José Carlos Llop. Foto: Chema Tejada

RBA. Barcelona, 2013. 127 páginas, 17 euros



A lo largo de cinco novelas, otras tantas entregas de un diario, varios libros de poesía y un personal volumen de prosa memorialística, La ciudad sumergida, José Carlos Llop ha delimitado un territorio sentimental muy reconocible, en el que confluyen la detallada evocación plástica del pasado, una mirada distanciada que mezcla a partes iguales la nostalgia y la ironía, y un agudo sentido del peso de la cultura recibida sobre nuestra apreciación del presente.



Hay quien ha dicho que el conjunto, por su capacidad de evocación y su estética camp, recuerda la atmósfera del cine clásico -no sólo norteamericano: también italiano y francés- y la de ciertos tebeos de "línea clara"; lo que no debe hacernos pensar, decíamos, en una simple servidumbre estética, sino en una calculada rendición de cuentas de una muy particular educación sentimental.

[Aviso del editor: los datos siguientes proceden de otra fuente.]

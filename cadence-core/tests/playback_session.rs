use std::time::{Duration, Instant};

use approx::assert_relative_eq;
use cadence_core::{
    BlockReport, ConfigUpdate, EngineEvent, PlaybackSession, PlaybackStatus, RenderEngine,
    SessionConfig,
};
use tokio::sync::broadcast::error::TryRecvError;

const BLOCK: usize = 128;

fn session_with(config: SessionConfig) -> (PlaybackSession, RenderEngine) {
    let session = PlaybackSession::new(config).expect("valid config");
    let engine = session.take_engine().expect("engine available");
    (session, engine)
}

fn render(engine: &mut RenderEngine) -> (BlockReport, Vec<f32>) {
    let mut out = vec![7.0f32; BLOCK];
    let report = engine.process(None, &mut out);
    (report, out)
}

#[test]
fn buffers_until_target_then_plays_through_underrun() {
    let (session, mut engine) = session_with(SessionConfig::default());
    let target = session.config().playback.target_samples(BLOCK);
    assert_eq!(target, 24 * BLOCK);

    session.push_samples(&vec![0.25; 2 * target / 3]).unwrap();
    let (report, out) = render(&mut engine);
    let BlockReport::Buffering(status) = report else {
        panic!("expected buffering below target, got {report:?}");
    };
    assert_eq!(status.total_buffered, 2 * target / 3);
    assert!(out.iter().all(|s| *s == 0.0));

    session.push_samples(&vec![0.25; target / 3]).unwrap();
    let (report, out) = render(&mut engine);
    let BlockReport::Played(metrics) = report else {
        panic!("expected playback at target, got {report:?}");
    };
    assert!(!metrics.underrun);
    assert_eq!(metrics.playback_rate, 1.0);
    assert_eq!(metrics.samples_read, BLOCK);
    assert!(out.iter().all(|s| (*s - 0.25).abs() < 1e-6));

    // Below target from here on; hysteresis keeps draining until the queue is dry.
    let mut saw_underrun = false;
    let mut rates = Vec::new();
    for _ in 0..40 {
        let (report, out) = render(&mut engine);
        assert_eq!(out.len(), BLOCK);
        match report {
            BlockReport::Played(m) => {
                rates.push(m.playback_rate);
                saw_underrun |= m.underrun;
            }
            BlockReport::Buffering(status) => {
                assert_eq!(status.total_buffered, 0);
                assert!(out.iter().all(|s| *s == 0.0));
                break;
            }
        }
    }
    assert!(saw_underrun, "draining the queue must end in an underrun");
    assert!(rates.windows(2).all(|w| w[1] <= w[0] + 1e-12), "rate only slows while draining");
    assert!(rates.iter().all(|r| *r >= 0.8));

    session.poll_events();
    assert!(!session.underruns().is_empty());
    assert_eq!(session.snapshot().status, PlaybackStatus::Buffering);
    assert!(session.diagnostics().underruns >= 1);
}

#[test]
fn leading_silence_is_not_counted_while_idle() {
    let (session, mut engine) = session_with(SessionConfig::default());
    session.push_samples(&vec![0.0; 4_000]).unwrap();

    let (report, _) = render(&mut engine);
    let BlockReport::Buffering(status) = report else {
        panic!("silence must not start playback");
    };
    assert_eq!(status.total_buffered, 4_000);
    assert_eq!(status.buffer_health, 0.0);
}

#[test]
fn subscribers_see_events_in_engine_order() {
    let (session, mut engine) = session_with(SessionConfig::default());
    let mut rx = session.subscribe();

    render(&mut engine);
    session.push_samples(&vec![0.5; 24 * BLOCK]).unwrap();
    render(&mut engine);
    assert_eq!(session.poll_events(), 2);

    assert!(matches!(rx.try_recv(), Ok(EngineEvent::BufferingStatus(_))));
    match rx.try_recv() {
        Ok(EngineEvent::PlaybackMetrics(m)) => {
            assert_relative_eq!(m.buffer_health, 1.0);
            assert!(!m.underrun);
        }
        other => panic!("expected playback metrics, got {other:?}"),
    }
    assert!(matches!(rx.try_recv(), Err(TryRecvError::Empty)));
}

#[test]
fn controller_retunes_engine_target_from_rtt() {
    let (session, mut engine) = session_with(SessionConfig::default());
    let t0 = Instant::now();

    let update = session.record_rtt_at(400.0, t0).unwrap();
    assert_eq!(update, Some(ConfigUpdate::target_blocks(81)));
    assert!(session
        .record_rtt_at(400.0, t0 + Duration::from_secs(1))
        .unwrap()
        .is_none());

    render(&mut engine);
    assert_eq!(engine.config().target_blocks, 81);
    assert_eq!(session.snapshot().target_blocks, 81);
    assert_relative_eq!(session.snapshot().mean_rtt_ms, 400.0);
}

#[test]
fn underrun_timestamp_follows_stream_clock() {
    let mut config = SessionConfig::default();
    config.playback.target_blocks = 2;
    let (session, mut engine) = session_with(config);

    let start = Instant::now();
    session.mark_stream_start_at(start);
    session.push_samples(&vec![0.5; 2 * BLOCK + 10]).unwrap();
    for _ in 0..4 {
        render(&mut engine);
    }
    session.poll_events_at(start + Duration::from_millis(1_500));

    let log = session.underruns();
    assert!(!log.is_empty());
    assert_eq!(log[0].time_since_stream_start_ms, 1_500);
}

#[test]
fn stream_rate_is_converted_to_device_rate() {
    let config = SessionConfig {
        stream_sample_rate: 24_000,
        device_sample_rate: 48_000,
        ..SessionConfig::default()
    };
    let (session, mut engine) = session_with(config);
    session.push_samples(&vec![0.3; 480]).unwrap();

    let (report, _) = render(&mut engine);
    let BlockReport::Buffering(status) = report else {
        panic!("one chunk is below target");
    };
    assert!(
        (944..=976).contains(&status.total_buffered),
        "expected ~960 device-rate samples, got {}",
        status.total_buffered
    );
}

#[test]
fn short_utterance_is_released_by_silence_or_flush() {
    let config = SessionConfig {
        stream_sample_rate: 24_000,
        device_sample_rate: 48_000,
        ..SessionConfig::default()
    };
    let (session, mut engine) = session_with(config);

    // Shorter than one converter chunk: held until something closes it.
    session.push_samples(&vec![0.3; 240]).unwrap();
    let (report, _) = render(&mut engine);
    let BlockReport::Buffering(status) = report else {
        panic!("nothing should have reached the queue yet");
    };
    assert_eq!(status.total_buffered, 0);

    // A silent packet flushes the speech and queues its own silence.
    session.push_samples(&vec![0.0; 120]).unwrap();
    let (report, _) = render(&mut engine);
    let BlockReport::Buffering(status) = report else {
        panic!("still below target");
    };
    assert_eq!(status.total_buffered, 480 + 240);

    session.push_samples(&vec![0.3; 100]).unwrap();
    session.flush_stream().unwrap();
    let (report, _) = render(&mut engine);
    let BlockReport::Buffering(status) = report else {
        panic!("still below target");
    };
    assert_eq!(status.total_buffered, 480 + 240 + 200);
    assert_eq!(session.diagnostics().chunks_received, 3);
}
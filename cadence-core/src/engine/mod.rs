//! Real-time render engine and its configuration.
//!
//! ## Per-block cycle
//!
//! ```text
//! drain commands ─► capture gate ─► occupancy ─► Buffering? ─► silence + bufferingStatus
//!                                                   │
//!                                                Playing
//!                                                   │
//!                          rate determine ─► smooth ─► drain floor(block × rate)
//!                                                   │
//!                                   linear resample to block ─► playbackMetrics
//! ```
//!
//! `PlaybackConfig` is owned by the engine and replaced as a whole value when
//! a `Configure` message arrives between blocks, so a block never observes a
//! half-applied update.

pub mod rate;
pub mod render;

use serde::{Deserialize, Serialize};

use crate::error::{CadenceError, Result};

pub use render::{BlockReport, RenderDiagnostics, RenderEngine};

/// Playback tuning consumed by the render engine.
#[derive(Debug, Clone, Copy, PartialEq, Serialize, Deserialize)]
#[serde(rename_all = "camelCase")]
#[serde(default)]
pub struct PlaybackConfig {
    /// Fill target in device blocks. Default: 24 (~128 ms at 24 kHz / 128).
    pub target_blocks: usize,
    /// Lower playback-rate bound. Default: 0.8.
    pub rate_min: f64,
    /// Upper playback-rate bound. Default: 1.5. `rate_min >= rate_max`
    /// disables rate adaptation.
    pub rate_max: f64,
    /// Dead zone around the target, as a fraction of it. Default: 0.2.
    pub rate_affordance: f64,
    /// Single-pole smoothing coefficient in [0, 1). Default: 0.9.
    pub smoothing: f64,
    /// Leading silence does not count toward the start threshold. Default: true.
    pub skip_silence_when_idle: bool,
    /// Linear output gain applied after the block is stretched. Default: 1.0.
    pub volume: f64,
}

impl Default for PlaybackConfig {
    fn default() -> Self {
        Self {
            target_blocks: 24,
            rate_min: 0.8,
            rate_max: 1.5,
            rate_affordance: 0.2,
            smoothing: 0.9,
            skip_silence_when_idle: true,
            volume: 1.0,
        }
    }
}

impl PlaybackConfig {
    /// Fill target expressed in samples.
    pub fn target_samples(&self, block_len: usize) -> usize {
        self.target_blocks.saturating_mul(block_len)
    }

    /// Return a copy with every valid field of `update` applied.
    ///
    /// Non-finite floats, a negative affordance or volume, and a smoothing
    /// value outside [0, 1) are ignored rather than rejected.
    pub fn apply(&self, update: &ConfigUpdate) -> Self {
        let mut next = *self;
        if let Some(blocks) = update.target_blocks {
            next.target_blocks = blocks;
        }
        if let Some(v) = update.rate_min.filter(|v| v.is_finite()) {
            next.rate_min = v;
        }
        if let Some(v) = update.rate_max.filter(|v| v.is_finite()) {
            next.rate_max = v;
        }
        if let Some(v) = update.rate_affordance.filter(|v| v.is_finite() && *v >= 0.0) {
            next.rate_affordance = v;
        }
        if let Some(v) = update.smoothing.filter(|v| (0.0..1.0).contains(v)) {
            next.smoothing = v;
        }
        if let Some(skip) = update.skip_silence_when_idle {
            next.skip_silence_when_idle = skip;
        }
        if let Some(v) = update.volume.filter(|v| v.is_finite() && *v >= 0.0) {
            next.volume = v;
        }
        next
    }

    /// Startup validation. The engine itself never rejects a config.
    ///
    /// # Errors
    /// Returns `CadenceError::InvalidConfig` naming the first bad field.
    pub fn validate(&self) -> Result<()> {
        if !(self.rate_min.is_finite() && self.rate_min > 0.0) {
            return Err(CadenceError::InvalidConfig(format!(
                "rateMin must be a positive number, got {}",
                self.rate_min
            )));
        }
        if !(self.rate_max.is_finite() && self.rate_max > 0.0) {
            return Err(CadenceError::InvalidConfig(format!(
                "rateMax must be a positive number, got {}",
                self.rate_max
            )));
        }
        if !(self.rate_affordance.is_finite() && self.rate_affordance >= 0.0) {
            return Err(CadenceError::InvalidConfig(format!(
                "rateAffordance must be non-negative, got {}",
                self.rate_affordance
            )));
        }
        if !(0.0..1.0).contains(&self.smoothing) {
            return Err(CadenceError::InvalidConfig(format!(
                "smoothing must be in [0, 1), got {}",
                self.smoothing
            )));
        }
        if !(self.volume.is_finite() && self.volume >= 0.0) {
            return Err(CadenceError::InvalidConfig(format!(
                "volume must be non-negative, got {}",
                self.volume
            )));
        }
        Ok(())
    }
}

/// Partial `PlaybackConfig`; `None` fields are left unchanged.
#[derive(Debug, Clone, Copy, Default, PartialEq, Serialize, Deserialize)]
#[serde(rename_all = "camelCase")]
pub struct ConfigUpdate {
    #[serde(default, skip_serializing_if = "Option::is_none")]
    pub target_blocks: Option<usize>,
    #[serde(default, skip_serializing_if = "Option::is_none")]
    pub rate_min: Option<f64>,
    #[serde(default, skip_serializing_if = "Option::is_none")]
    pub rate_max: Option<f64>,
    #[serde(default, skip_serializing_if = "Option::is_none")]
    pub rate_affordance: Option<f64>,
    #[serde(default, skip_serializing_if = "Option::is_none")]
    pub smoothing: Option<f64>,
    #[serde(default, skip_serializing_if = "Option::is_none")]
    pub skip_silence_when_idle: Option<bool>,
    #[serde(default, skip_serializing_if = "Option::is_none")]
    pub volume: Option<f64>,
}

impl ConfigUpdate {
    /// Update carrying only a new fill target.
    pub fn target_blocks(blocks: usize) -> Self {
        Self {
            target_blocks: Some(blocks),
            ..Self::default()
        }
    }

    /// Update carrying only a new output gain.
    pub fn volume(volume: f64) -> Self {
        Self {
            volume: Some(volume),
            ..Self::default()
        }
    }
}

/// Snapshot of the render engine's playback state.
#[derive(Debug, Clone, Copy, PartialEq)]
pub struct PlaybackState {
    pub smoothed_rate: f64,
    /// Samples of the head chunk already played.
    pub offset: usize,
    pub in_playback: bool,
}

#[cfg(test)]
mod tests {
    use super::*;

    #[test]
    fn partial_update_leaves_absent_fields() {
        let base = PlaybackConfig::default();
        let next = base.apply(&ConfigUpdate::target_blocks(81));
        assert_eq!(next.target_blocks, 81);
        assert_eq!(next.rate_min, base.rate_min);
        assert_eq!(next.smoothing, base.smoothing);
        assert!(next.skip_silence_when_idle);
    }

    #[test]
    fn invalid_update_fields_are_ignored() {
        let base = PlaybackConfig::default();
        let next = base.apply(&ConfigUpdate {
            rate_min: Some(f64::NAN),
            smoothing: Some(1.0),
            rate_affordance: Some(-0.1),
            rate_max: Some(1.2),
            volume: Some(-0.5),
            ..ConfigUpdate::default()
        });
        assert_eq!(next.volume, 1.0);
        assert_eq!(next.rate_min, base.rate_min);
        assert_eq!(next.smoothing, base.smoothing);
        assert_eq!(next.rate_affordance, base.rate_affordance);
        assert_eq!(next.rate_max, 1.2);
    }

    #[test]
    fn inverted_rate_bounds_pass_validation() {
        let cfg = PlaybackConfig {
            rate_min: 1.5,
            rate_max: 0.8,
            ..PlaybackConfig::default()
        };
        assert!(cfg.validate().is_ok());
    }

    #[test]
    fn validation_rejects_out_of_range_smoothing() {
        let cfg = PlaybackConfig {
            smoothing: 1.0,
            ..PlaybackConfig::default()
        };
        assert!(matches!(cfg.validate(), Err(CadenceError::InvalidConfig(_))));
    }

    #[test]
    fn validation_rejects_negative_volume() {
        let cfg = PlaybackConfig {
            volume: -1.0,
            ..PlaybackConfig::default()
        };
        assert!(matches!(cfg.validate(), Err(CadenceError::InvalidConfig(_))));
        assert!(PlaybackConfig::default().apply(&ConfigUpdate::volume(0.0)).validate().is_ok());
    }

    #[test]
    fn config_update_deserializes_partial_json() {
        let update: ConfigUpdate =
            serde_json::from_str(r#"{"targetBlocks": 30, "skipSilenceWhenIdle": false}"#)
                .expect("parse update");
        assert_eq!(update.target_blocks, Some(30));
        assert_eq!(update.skip_silence_when_idle, Some(false));
        assert!(update.rate_min.is_none());
    }
}
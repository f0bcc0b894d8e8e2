use clap::Parser;
use tracing_subscriber::EnvFilter;

use typo_align::cli;

fn main() -> anyhow::Result<()> {
    let cli = cli::Cli::parse();

    // Initialize logging based on verbosity flag
    let filter = if cli.verbose {
        EnvFilter::new("typo_align=debug,info")
    } else {
        EnvFilter::new("typo_align=warn")
    };

    tracing_subscriber::fmt()
        .with_env_filter(filter)
        .with_target(false)
        .without_time()
        .with_writer(std::io::stderr)
        .init();

    match cli.command {
        cli::Commands::Classify(args) => {
            cli::classify::run(args, cli.format, cli.verbose)?;
        }
        cli::Commands::Basis(args) => {
            cli::basis::run(args, cli.format, cli.verbose)?;
        }
    }

    Ok(())
}
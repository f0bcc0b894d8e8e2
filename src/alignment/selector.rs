use crate::alignment::lis::find_lis;
use crate::core::types::Slot;

/// A candidate assignment together with its accepted matches
#[derive(Debug, Clone, Default, PartialEq, Eq)]
pub struct Alignment {
    pub sequence: Vec<Slot>,
    /// Strictly increasing exemplary positions taken from `sequence`
    pub subsequence: Vec<usize>,
}

impl Alignment {
    /// Pair a candidate with its longest increasing run of assigned positions
    #[must_use]
    pub fn from_candidate(sequence: Vec<Slot>) -> Self {
        let assigned: Vec<usize> = sequence.iter().filter_map(|s| s.index()).collect();
        let subsequence = find_lis(&assigned);
        Self {
            sequence,
            subsequence,
        }
    }

    fn weight(&self) -> usize {
        self.subsequence.iter().sum()
    }
}

/// Keeps the best alignment seen so far.
///
/// Longer subsequences always win. Among equally long ones the smallest sum of
/// matched positions wins, and on equal sums the first one offered stays.
#[derive(Debug, Default)]
pub struct AlignmentSelector {
    best: Option<(Alignment, usize)>,
    offered: usize,
}

impl AlignmentSelector {
    #[must_use]
    pub fn new() -> Self {
        Self::default()
    }

    pub fn offer(&mut self, alignment: Alignment) {
        self.offered += 1;
        let weight = alignment.weight();

        let replace = match &self.best {
            None => true,
            Some((best, best_weight)) => {
                alignment.subsequence.len() > best.subsequence.len()
                    || (alignment.subsequence.len() == best.subsequence.len()
                        && weight < *best_weight)
            }
        };

        if replace {
            self.best = Some((alignment, weight));
        }
    }

    /// Number of candidates offered so far
    #[must_use]
    pub fn offered(&self) -> usize {
        self.offered
    }

    /// The selected alignment, `None` when nothing was offered
    #[must_use]
    pub fn finish(self) -> Option<Alignment> {
        self.best.map(|(alignment, _)| alignment)
    }
}

/// Run the LIS over every candidate and keep the best alignment
pub fn select_alignment(candidates: impl IntoIterator<Item = Vec<Slot>>) -> Alignment {
    let mut selector = AlignmentSelector::new();
    for candidate in candidates {
        selector.offer(Alignment::from_candidate(candidate));
    }
    tracing::trace!(candidates = selector.offered(), "Selected alignment");
    selector.finish().unwrap_or_default()
}

#[cfg(test)]
mod tests {
    use super::*;

    use Slot::{Absent, Index};

    #[test]
    fn test_from_candidate_skips_absent() {
        let alignment = Alignment::from_candidate(vec![Index(3), Absent, Index(1), Index(2)]);
        assert_eq!(alignment.subsequence, vec![1, 2]);
    }

    #[test]
    fn test_longer_subsequence_wins() {
        let selected = select_alignment(vec![
            vec![Index(2), Index(0)],
            vec![Index(0), Index(2)],
        ]);
        assert_eq!(selected.sequence, vec![Index(0), Index(2)]);
        assert_eq!(selected.subsequence, vec![0, 2]);
    }

    #[test]
    fn test_smaller_sum_wins_on_equal_length() {
        let selected = select_alignment(vec![
            vec![Index(3), Index(2), Absent],
            vec![Index(3), Index(1), Absent],
        ]);
        assert_eq!(selected.subsequence, vec![1]);
        assert_eq!(selected.sequence, vec![Index(3), Index(1), Absent]);
    }

    #[test]
    fn test_first_seen_wins_on_equal_sum() {
        let selected = select_alignment(vec![
            vec![Index(0), Absent],
            vec![Absent, Index(0)],
        ]);
        assert_eq!(selected.sequence, vec![Index(0), Absent]);
    }

    #[test]
    fn test_no_candidates() {
        assert_eq!(select_alignment(Vec::new()), Alignment::default());
    }
}
//! Command-line interface for typo-align.
//!
//! This module implements the CLI using clap. Available commands:
//!
//! - **classify**: Classify every character of a typed text against the expected one
//! - **basis**: Show the raw alignment between two texts
//!
//! ## Usage
//!
//! ```text
//! # Annotate a typo
//! typo-align classify hola hello
//!
//! # Require half of the expected characters to match
//! typo-align classify 1abc 1234 --min-matched 50%
//!
//! # JSON output for scripting
//! typo-align classify hola hello --format json
//!
//! # Inspect the alignment
//! typo-align basis hola hello
//! ```

use clap::{Parser, Subcommand};

pub mod basis;
pub mod classify;

#[derive(Parser)]
#[command(name = "typo-align")]
#[command(version)]
#[command(about = "Classify typed characters as correct, extra, or missing")]
#[command(
    long_about = "typo-align compares a typed text against an expected text and annotates every character.\n\nIt finds the alignment that matches the most characters and reports:\n- Correct characters, with letter-case mismatches\n- Extra characters that were not expected\n- Missing characters, inserted where they belong"
)]
pub struct Cli {
    #[command(subcommand)]
    pub command: Commands,

    /// Enable verbose output
    #[arg(short, long, global = true)]
    pub verbose: bool,

    /// Output format
    #[arg(short, long, global = true, default_value = "text")]
    pub format: OutputFormat,
}

#[derive(Subcommand)]
pub enum Commands {
    /// Classify the characters of a typed text
    Classify(classify::ClassifyArgs),

    /// Show the alignment basis of two texts
    Basis(basis::BasisArgs),
}

#[derive(Clone, Copy, Debug, clap::ValueEnum)]
pub enum OutputFormat {
    Text,
    Json,
    Tsv,
}
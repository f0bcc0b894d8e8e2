//! Per-character classification of a compared text.
//!
//! - [`compliance`]: quick (order-insensitive) and exact (alignment-based)
//!   threshold gates
//! - [`builder`]: turns a [`Basis`](crate::alignment::Basis) into correct,
//!   extra, and missing characters
//! - [`letter_case`]: case normalization of the final output
//!
//! Reading only the correct and missing characters of a qualifying result, in
//! order, gives back the exemplary text.

pub mod builder;
pub mod compliance;
pub mod letter_case;

pub use builder::classify;
pub use compliance::{
    common_char_count, exact_compliance, exact_rejection, quick_compliance, quick_rejection,
    Rejection,
};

A ahondar en ella, ahora desde un territorio absolutamente privado -el de la infancia en familia- está dedicado Solsticio, un texto memorialístico de poco más de cien páginas en las que el autor acota un espacio muy concreto -el de las vacaciones familiares, en los años en los que éstas transcurrieron en una modesta finca mallorquina de propiedad militar, a cuyo uso tenía derecho, por su condición de oficial del ejército, el padre del autor- y traza, dentro de él, un cumplido retrato, no sólo de sus padres, sino también de toda una serie de personajes característicos y pintorescos que confluían en ese mundo particular, determinado geográfica y temporalmente: la España periférica, insular -pero con un cierto trasfondo cosmopolita- de mediados de los sesenta.



Es este un texto que adivinamos de conciliación, que cierra el círculo por el que el hombre maduro da por terminada su aventura de distanciamiento respecto a sus orígenes y los asume en toda su plenitud, obviando las necesarias y a veces dolorosas rupturas inherentes al proceso. No hay en este libro crítica abierta, por ejemplo, al trasfondo autoritario y clasista que se adivina tras la idílica situación descrita, ni a cómo ese trasfondo se manifestaba en los comportamientos sociales, religiosos, afectivos, etc. de los implicados.



Y es por esa contención, quizá, por la que el autor logra crear un memorable retrato de sus progenitores -del padre, especialmente: lacónico, autoritario, reservado, devotamente religioso- y, a la vez, sugerir el grado de irrealidad en el que, desde ese concreto ambiente familiar y social, quedaba sumido el resto del mundo: por ejemplo, los sucesivos soldados de reemplazo que atendían al bienestar del oficial y su familia; o ciertas cultas y refinadas amistades que, como representantes de un mundo más cosmopolita y abierto, irrumpen en la vida del niño Llop y aportan a ésta un atisbo de horizontes intelectuales entonces apenas entrevistos.



También el paisaje es un personaje importante en estas memorias de infancia: todavía no mancillado por la irrupción masiva del turismo, y dotado de suficientes rasgos históricos y legendarios como para añadir su propia nota a la receptiva imaginación del niño que iba posteriormente a idealizarlo desde la lejanía.



Evocado con una prosa precisa y, al mismo tiempo, matizada y morosa, se presenta bajo la condición concreta de plenitud lumínica y esplendor veraniego a la que alude el título del libro. La infancia, dice el autor, se identifica con ese momento de plenitud. Aunque, como las cosas mismas bajo la calima, tienda a adquirir esa cualidad de imagen quemada, expuesta quizá a un exceso de luz, que tienen muchas fotografías familiares de entonces.